ACTION ITEM – Look below for the line containing "runs, so the"; from there, print each line exactly up to and including the line containing "self.evaluator", and stop.

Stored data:
● ● ●
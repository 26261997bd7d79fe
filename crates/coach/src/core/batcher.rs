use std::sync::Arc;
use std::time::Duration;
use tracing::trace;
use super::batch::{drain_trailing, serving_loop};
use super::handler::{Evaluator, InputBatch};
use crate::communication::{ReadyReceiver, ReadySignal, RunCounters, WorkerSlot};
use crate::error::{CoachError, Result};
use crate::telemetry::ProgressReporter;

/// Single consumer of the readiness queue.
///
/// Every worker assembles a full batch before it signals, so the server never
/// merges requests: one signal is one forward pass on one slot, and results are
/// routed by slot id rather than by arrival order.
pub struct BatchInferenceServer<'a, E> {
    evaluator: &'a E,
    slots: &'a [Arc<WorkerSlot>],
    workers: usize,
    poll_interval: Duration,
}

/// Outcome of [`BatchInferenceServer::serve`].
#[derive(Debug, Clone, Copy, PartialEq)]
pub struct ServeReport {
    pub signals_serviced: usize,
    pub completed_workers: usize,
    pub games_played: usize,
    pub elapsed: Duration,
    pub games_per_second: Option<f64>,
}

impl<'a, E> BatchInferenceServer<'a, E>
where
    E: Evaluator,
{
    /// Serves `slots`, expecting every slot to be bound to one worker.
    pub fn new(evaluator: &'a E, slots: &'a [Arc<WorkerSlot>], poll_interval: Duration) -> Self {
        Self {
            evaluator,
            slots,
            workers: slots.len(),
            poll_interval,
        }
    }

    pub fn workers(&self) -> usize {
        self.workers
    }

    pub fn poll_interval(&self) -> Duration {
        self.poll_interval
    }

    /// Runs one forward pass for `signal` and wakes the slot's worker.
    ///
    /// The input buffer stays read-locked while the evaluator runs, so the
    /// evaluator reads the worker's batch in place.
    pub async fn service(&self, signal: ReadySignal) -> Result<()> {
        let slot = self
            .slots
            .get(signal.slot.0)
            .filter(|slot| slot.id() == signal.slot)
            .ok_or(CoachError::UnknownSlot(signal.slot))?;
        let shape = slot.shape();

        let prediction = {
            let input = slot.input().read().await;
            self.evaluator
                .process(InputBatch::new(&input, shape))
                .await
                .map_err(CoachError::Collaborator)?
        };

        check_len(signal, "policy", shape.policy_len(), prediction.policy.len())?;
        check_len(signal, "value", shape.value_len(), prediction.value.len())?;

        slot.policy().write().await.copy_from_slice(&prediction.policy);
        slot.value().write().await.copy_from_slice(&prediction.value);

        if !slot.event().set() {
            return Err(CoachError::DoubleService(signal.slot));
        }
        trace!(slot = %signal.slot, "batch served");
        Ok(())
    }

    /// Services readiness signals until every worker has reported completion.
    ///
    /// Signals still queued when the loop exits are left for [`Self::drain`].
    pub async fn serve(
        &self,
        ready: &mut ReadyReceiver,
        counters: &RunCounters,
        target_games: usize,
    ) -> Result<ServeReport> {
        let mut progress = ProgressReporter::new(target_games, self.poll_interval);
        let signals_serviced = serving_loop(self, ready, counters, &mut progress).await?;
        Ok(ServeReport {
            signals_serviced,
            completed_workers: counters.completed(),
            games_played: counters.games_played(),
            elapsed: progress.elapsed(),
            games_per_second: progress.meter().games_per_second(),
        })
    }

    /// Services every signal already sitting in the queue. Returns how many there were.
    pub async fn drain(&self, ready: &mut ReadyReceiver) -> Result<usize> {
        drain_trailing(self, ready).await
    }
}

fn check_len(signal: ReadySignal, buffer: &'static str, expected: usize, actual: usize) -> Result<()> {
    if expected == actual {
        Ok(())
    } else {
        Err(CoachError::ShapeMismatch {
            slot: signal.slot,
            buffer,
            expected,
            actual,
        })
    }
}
● ● ●
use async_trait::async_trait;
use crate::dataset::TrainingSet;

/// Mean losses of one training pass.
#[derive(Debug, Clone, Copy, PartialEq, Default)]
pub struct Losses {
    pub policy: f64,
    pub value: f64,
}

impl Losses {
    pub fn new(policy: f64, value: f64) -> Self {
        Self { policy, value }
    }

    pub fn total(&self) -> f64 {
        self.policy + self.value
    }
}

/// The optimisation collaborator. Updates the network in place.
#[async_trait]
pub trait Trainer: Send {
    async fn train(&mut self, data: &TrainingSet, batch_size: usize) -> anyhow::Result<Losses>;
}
● ● ●
RESULT OF THE TASK –
    /// The input buffer stays read-locked while the evaluator runs, so the
    /// evaluator reads the worker's batch in place.
    pub async fn service(&self, signal: ReadySignal) -> Result<()> {
        let slot = self
            .slots
            .get(signal.slot.0)
            .filter(|slot| slot.id() == signal.slot)
            .ok_or(CoachError::UnknownSlot(signal.slot))?;
        let shape = slot.shape();

        let prediction = {
            let input = slot.input().read().await;
            self.evaluator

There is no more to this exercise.